Riauterkini-BAGANSIAPIAPI-Sampai saat ini, Bupati Rohil Annas Maamun belum mau menadantangani Rencana Tata Ruang Wilayah (RTRW). Keengganan itu disebabkan RTRW tersebut memasukkan kampung menjadi kawasan hutan.
“Saya sampai sekarang tidak saya tandatangani itu, sampai sekarang tidak saya tandatangani itu, diancam orang tak takut saya pak,” kata Annas Maamun, Selasa (26/2/13) di aula lantai IV kantor bupati, dalam acara kunjungan DPD RI Gafar Usman.
Dikisahkannya, berawal tiga tahun lalu, pernah disodori peta untuk ditandatangani, tapi tak mau dia tandatangani. “Mula-mula ceritanya pak, rapat kerja kantor gubernur, tiga tahun yang lalu, waktu saya jadi bupati pertama. Musrenbang. Terbentanglah tergulung kertas, sedopo panjang. Dipanggilah para bupati, menandatangani Perda RTRW,” kisahnya.
Setelah diteliti, ternyata sejumlah kampung dibuat menjadi kawasan hutan. “Setelah diteliti, kenyataannya, kampung, hutan (kawasan hutan,red). Kampung tu dibuatnya kawasan hutan. Baganbatu tu..Pekaitan kawasan hutan, Teluk Bano kawasan hutan, itu kampung zaman Belanda, yang mau dibuat lapangan terbang tu. Itu dulu kebun karet Cino. Cino itu zaman Belando kalau ada kebun karet itu dapat kupon, dapat kupon beras, zaman Belando dulu pak,” katanya.
Kawasan lain lagi katanya yang salah kaprah di Kecamatan Rimba Melintang, juga dimasukkan kawasan hutan, padahal disana sudah ada masjid raya kecamatan, telah berdiri puskesmas, puskesmas rawat inap, kantor camat, kantor polsek, dua buah kantor penghulu, delapan buah ruko.

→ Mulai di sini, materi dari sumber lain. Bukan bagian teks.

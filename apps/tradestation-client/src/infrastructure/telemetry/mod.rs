//! OpenTelemetry Tracing Integration
//!
//! Console logging through `tracing-subscriber`, plus an optional OTLP span
//! exporter for any OTLP-compatible backend.
//!
//! # Environment Variables
//!
//! - `OTEL_ENABLED`: Set to "false" to disable span export (default: true)
//! - `OTEL_EXPORTER_OTLP_ENDPOINT`: OTLP endpoint (default: http://localhost:4317)
//! - `OTEL_SERVICE_NAME`: Service name for traces (default: tradestation-client)
//! - `RUST_LOG`: Log filter (default: `tradestation_client=info`)
//!
//! # Usage
//!
//! ```ignore
//! use tradestation_client::infrastructure::telemetry;
//!
//! // Keep the guard alive until shutdown
//! let _guard = telemetry::init();
//! ```

use opentelemetry::trace::TracerProvider as _;
use opentelemetry_otlp::WithExportConfig;
use opentelemetry_sdk::trace::SdkTracerProvider;
use tracing_subscriber::EnvFilter;
use tracing_subscriber::layer::SubscriberExt;
use tracing_subscriber::util::SubscriberInitExt;

/// Service name for OpenTelemetry traces.
const DEFAULT_SERVICE_NAME: &str = "tradestation-client";

/// Default OTLP gRPC endpoint.
const DEFAULT_OTLP_ENDPOINT: &str = "http://localhost:4317";

/// Filter used when `RUST_LOG` is unset or invalid.
const DEFAULT_FILTER: &str = "tradestation_client=info,reqwest=warn,hyper=warn,h2=warn";

/// Guard that shuts down OpenTelemetry when dropped.
pub struct TelemetryGuard {
    tracer_provider: Option<SdkTracerProvider>,
}

impl TelemetryGuard {
    /// Returns true if spans are being exported.
    #[must_use]
    pub const fn is_exporting(&self) -> bool {
        self.tracer_provider.is_some()
    }
}

impl Drop for TelemetryGuard {
    fn drop(&mut self) {
        if let Some(provider) = self.tracer_provider.take()
            && let Err(e) = provider.shutdown()
        {
            eprintln!("Failed to shutdown OpenTelemetry tracer provider: {e}");
        }
    }
}

/// Telemetry configuration.
#[derive(Debug, Clone, PartialEq, Eq)]
pub struct TelemetryConfig {
    /// Whether OTLP export is enabled.
    pub enabled: bool,
    /// OTLP exporter endpoint.
    pub otlp_endpoint: String,
    /// Service name for traces.
    pub service_name: String,
}

impl Default for TelemetryConfig {
    fn default() -> Self {
        Self {
            enabled: true,
            otlp_endpoint: DEFAULT_OTLP_ENDPOINT.to_string(),
            service_name: DEFAULT_SERVICE_NAME.to_string(),
        }
    }
}

impl TelemetryConfig {
    /// Create configuration from environment variables.
    #[must_use]
    pub fn from_env() -> Self {
        Self::from_lookup(|key| std::env::var(key).ok())
    }

    /// Create configuration from an arbitrary variable lookup.
    #[must_use]
    pub fn from_lookup<F>(lookup: F) -> Self
    where
        F: Fn(&str) -> Option<String>,
    {
        let defaults = Self::default();
        Self {
            enabled: lookup("OTEL_ENABLED").is_none_or(|v| !v.eq_ignore_ascii_case("false")),
            otlp_endpoint: lookup("OTEL_EXPORTER_OTLP_ENDPOINT").unwrap_or(defaults.otlp_endpoint),
            service_name: lookup("OTEL_SERVICE_NAME").unwrap_or(defaults.service_name),
        }
    }
}

/// Initialize telemetry with configuration from the environment.
///
/// Returns a guard that must be kept alive for the duration of the program.
#[must_use]
pub fn init() -> TelemetryGuard {
    init_with_config(&TelemetryConfig::from_env())
}

/// Initialize telemetry with custom configuration.
///
/// Falls back to console-only logging if the exporter cannot be built.
#[must_use]
pub fn init_with_config(config: &TelemetryConfig) -> TelemetryGuard {
    let env_filter =
        EnvFilter::try_from_default_env().unwrap_or_else(|_| EnvFilter::new(DEFAULT_FILTER));

    let fmt_layer = tracing_subscriber::fmt::layer()
        .with_target(true)
        .with_thread_ids(false)
        .with_file(false)
        .with_line_number(false);

    let exporter = if config.enabled {
        opentelemetry_otlp::SpanExporter::builder()
            .with_tonic()
            .with_endpoint(&config.otlp_endpoint)
            .build()
            .map_err(|e| eprintln!("OTLP exporter unavailable, logging to console only: {e}"))
            .ok()
    } else {
        None
    };

    let Some(exporter) = exporter else {
        tracing_subscriber::registry()
            .with(env_filter)
            .with(fmt_layer)
            .init();
        return TelemetryGuard {
            tracer_provider: None,
        };
    };

    let tracer_provider = SdkTracerProvider::builder()
        .with_batch_exporter(exporter)
        .with_resource(
            opentelemetry_sdk::Resource::builder()
                .with_service_name(config.service_name.clone())
                .build(),
        )
        .build();

    let tracer = tracer_provider.tracer(config.service_name.clone());
    let otel_layer = tracing_opentelemetry::layer().with_tracer(tracer);

    tracing_subscriber::registry()
        .with(env_filter)
        .with(fmt_layer)
        .with(otel_layer)
        .init();

    TelemetryGuard {
        tracer_provider: Some(tracer_provider),
    }
}

// =============================================================================
// Tests
// =============================================================================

Keengganan menandatangani RTRW tersebut ditakutkan Annas terjadi konflik dimasyarakat kemudian hari, bahkan kondisi itu pernah terjadi di Kecamatan Bangko Pusako, Kecamatan Pekaitan, Kecamatan Kubu, Menteri Kehutanan mengeluarkan izin atas lahan seluas 34 ribu ha, dan diberi plank.
“Areal PT Sumatera Riang Lestari, keluar 34 ribu ha, izin Menteri Kehutanan. Nomor sekian-sekian. Dibawaknya dari Sumatera Utara, Brimob, gertak, Brimob tukang gertak, tentara tukang bujuk rayu,” katanya.
Masyarakat menurutnya dipaksa untuk menjual lahannya dengan harga yang tidak wajar. “Pak, sudahlah pak, bapak serahkan ajalah tanah sama PT tu, bapak dikasih ganti rugi Rp 20 juta, dikasih Rp 30 juta, “ katanya menirukan yang akhirnya rakyat mengadu kepadanya.
Dari pengaduan masyarakat, Annas sempat membawa 50 orang Satpol PP mencabut plank tersebut, namun akhirnya dia harus berurusan dengan aparat demi kepentingan masyarakat.